Repeat the entire listing exactly as written.

** GIVEN DATA follows **

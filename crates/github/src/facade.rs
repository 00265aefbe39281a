//! The boundary every tool call goes through.
//!
//! [`RemoteOperations`] runs a remote call through the shared
//! [`RetryExecutor`] and folds whatever comes back into an
//! [`OperationResult`]. Nothing escapes as an `Err` or a panic: failures are
//! logged and reported as a classified [`StandardizedError`].
//!
//! Failures with an HTTP status are classified by status and variant. A
//! call that never got a response carries only a message, and that message
//! is classified with [`classify_message`], which may yield `UNKNOWN`.
//!
//! [`classify_message`]: ghtools_protocol::classify_message
//! [`StandardizedError`]: ghtools_protocol::StandardizedError

use std::future::Future;
use std::sync::Arc;

use ghtools_config::Config;
use ghtools_protocol::OperationResult;
use tracing::{debug, error};

use crate::api::{ApiResponse, RemoteError};
use crate::rate_limit::RateLimiter;
use crate::retry::{RetryExecutor, RetryPolicy};

/// Runs remote operations with rate limiting, retries, and uniform error
/// reporting.
#[derive(Debug, Clone)]
pub struct RemoteOperations {
    executor: RetryExecutor,
    policy: RetryPolicy,
}

impl RemoteOperations {
    /// Creates a facade over a shared limiter.
    #[must_use]
    pub fn new(limiter: Arc<RateLimiter>, policy: RetryPolicy) -> Self {
        Self {
            executor: RetryExecutor::new(limiter),
            policy,
        }
    }

    /// Creates a facade, and the limiter behind it, from configuration.
    #[must_use]
    pub fn from_config(config: &Config) -> Self {
        Self::new(
            Arc::new(RateLimiter::new(config.rate_limit.clone())),
            RetryPolicy::from_config(&config.retry),
        )
    }

    /// Returns the shared rate limiter.
    #[must_use]
    pub fn rate_limiter(&self) -> &Arc<RateLimiter> {
        self.executor.rate_limiter()
    }

    /// Returns the retry executor.
    #[must_use]
    pub fn retry_executor(&self) -> &RetryExecutor {
        &self.executor
    }

    /// Returns the default retry policy.
    #[must_use]
    pub fn policy(&self) -> &RetryPolicy {
        &self.policy
    }

    /// Runs `call` under the default policy.
    ///
    /// # Examples
    ///
    /// ```
    /// use std::sync::Arc;
    /// use ghtools_config::RateLimitConfig;
    /// use ghtools_github::api::{ApiResponse, RemoteError};
    /// use ghtools_github::{RateLimiter, RemoteOperations, RetryPolicy};
    /// use ghtools_protocol::ErrorCategory;
    ///
    /// # #[tokio::main(flavor = "current_thread")]
    /// # async fn main() {
    /// let limiter = Arc::new(RateLimiter::new(RateLimitConfig::default()));
    /// let operations = RemoteOperations::new(limiter, RetryPolicy::default());
    ///
    /// let ok = operations
    ///     .execute("answer", || async { Ok(ApiResponse::ok(42)) })
    ///     .await;
    /// assert_eq!(ok.data(), Some(&42));
    ///
    /// let missing = operations
    ///     .execute::<(), _, _>("missing", || async { Err(RemoteError::new(404, "Not Found")) })
    ///     .await;
    /// assert_eq!(missing.error().unwrap().category(), ErrorCategory::GitHubApi);
    /// # }
    /// ```
    pub async fn execute<T, F, Fut>(&self, operation: &str, call: F) -> OperationResult<T>
    where
        F: FnMut() -> Fut,
        Fut: Future<Output = Result<ApiResponse<T>, RemoteError>>,
    {
        self.execute_with(operation, &self.policy, call).await
    }

    /// Runs `call` under an explicit policy.
    pub async fn execute_with<T, F, Fut>(
        &self,
        operation: &str,
        policy: &RetryPolicy,
        call: F,
    ) -> OperationResult<T>
    where
        F: FnMut() -> Fut,
        Fut: Future<Output = Result<ApiResponse<T>, RemoteError>>,
    {
        debug!(operation, "executing remote operation");

        match self.executor.execute(operation, policy, call).await {
            Ok(response) => OperationResult::success(response.data),
            Err(err) => {
                let standardized = err.to_standardized(operation);
                error!(
                    operation,
                    category = ?standardized.category(),
                    code = standardized.code(),
                    error = %err,
                    "remote operation failed"
                );
                OperationResult::failure(standardized)
            }
        }
    }
}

** End of GIVEN DATA **

EXERCISE RESPONSE:
filename crates/github/src/facade.rs
repository 00265aefbe39281a
//! The boundary every tool call goes through.
//!
//! [`RemoteOperations`] runs a remote call through the shared
//! [`RetryExecutor`] and folds whatever comes back into an
//! [`OperationResult`]. Nothing escapes as an `Err` or a panic: failures are
//! logged and reported as a classified [`StandardizedError`].
//!
//! Failures with an HTTP status are classified by status and variant. A
//! call that never got a response carries only a message, and that message
//! is classified with [`classify_message`], which may yield `UNKNOWN`.
//!
//! [`classify_message`]: ghtools_protocol::classify_message
//! [`StandardizedError`]: ghtools_protocol::StandardizedError

use std::future::Future;
use std::sync::Arc;

use ghtools_config::Config;
use ghtools_protocol::OperationResult;
use tracing::{debug, error};

use crate::api::{ApiResponse, RemoteError};
use crate::rate_limit::RateLimiter;
use crate::retry::{RetryExecutor, RetryPolicy};

/// Runs remote operations with rate limiting, retries, and uniform error
/// reporting.
#[derive(Debug, Clone)]
pub struct RemoteOperations {
    executor: RetryExecutor,
    policy: RetryPolicy,
}

impl RemoteOperations {
    /// Creates a facade over a shared limiter.
    #[must_use]
    pub fn new(limiter: Arc<RateLimiter>, policy: RetryPolicy) -> Self {
        Self {
            executor: RetryExecutor::new(limiter),
            policy,
        }
    }

    /// Creates a facade, and the limiter behind it, from configuration.
    #[must_use]
    pub fn from_config(config: &Config) -> Self {
        Self::new(
            Arc::new(RateLimiter::new(config.rate_limit.clone())),
            RetryPolicy::from_config(&config.retry),
        )
    }

    /// Returns the shared rate limiter.
    #[must_use]
    pub fn rate_limiter(&self) -> &Arc<RateLimiter> {
        self.executor.rate_limiter()
    }

    /// Returns the retry executor.
    #[must_use]
    pub fn retry_executor(&self) -> &RetryExecutor {
        &self.executor
    }

    /// Returns the default retry policy.
    #[must_use]
    pub fn policy(&self) -> &RetryPolicy {
        &self.policy
    }

    /// Runs `call` under the default policy.
    ///
    /// # Examples
    ///
    /// ```
    /// use std::sync::Arc;
    /// use ghtools_config::RateLimitConfig;
    /// use ghtools_github::api::{ApiResponse, RemoteError};
    /// use ghtools_github::{RateLimiter, RemoteOperations, RetryPolicy};
    /// use ghtools_protocol::ErrorCategory;
    ///
    /// # #[tokio::main(flavor = "current_thread")]
    /// # async fn main() {
    /// let limiter = Arc::new(RateLimiter::new(RateLimitConfig::default()));
    /// let operations = RemoteOperations::new(limiter, RetryPolicy::default());
    ///
    /// let ok = operations
    ///     .execute("answer", || async { Ok(ApiResponse::ok(42)) })
    ///     .await;
    /// assert_eq!(ok.data(), Some(&42));
    ///
    /// let missing = operations
    ///     .execute::<(), _, _>("missing", || async { Err(RemoteError::new(404, "Not Found")) })
    ///     .await;
    /// assert_eq!(missing.error().unwrap().category(), ErrorCategory::GitHubApi);
    /// # }
    /// ```
    pub async fn execute<T, F, Fut>(&self, operation: &str, call: F) -> OperationResult<T>
    where
        F: FnMut() -> Fut,
        Fut: Future<Output = Result<ApiResponse<T>, RemoteError>>,
    {
        self.execute_with(operation, &self.policy, call).await
    }

    /// Runs `call` under an explicit policy.
    pub async fn execute_with<T, F, Fut>(
        &self,
        operation: &str,
        policy: &RetryPolicy,
        call: F,
    ) -> OperationResult<T>
    where
        F: FnMut() -> Fut,
        Fut: Future<Output = Result<ApiResponse<T>, RemoteError>>,
    {
        debug!(operation, "executing remote operation");

        match self.executor.execute(operation, policy, call).await {
            Ok(response) => OperationResult::success(response.data),
            Err(err) => {
                let standardized = err.to_standardized(operation);
                error!(
                    operation,
                    category = ?standardized.category(),
                    code = standardized.code(),
                    error = %err,
                    "remote operation failed"
                );
                OperationResult::failure(standardized)
            }
        }
    }
}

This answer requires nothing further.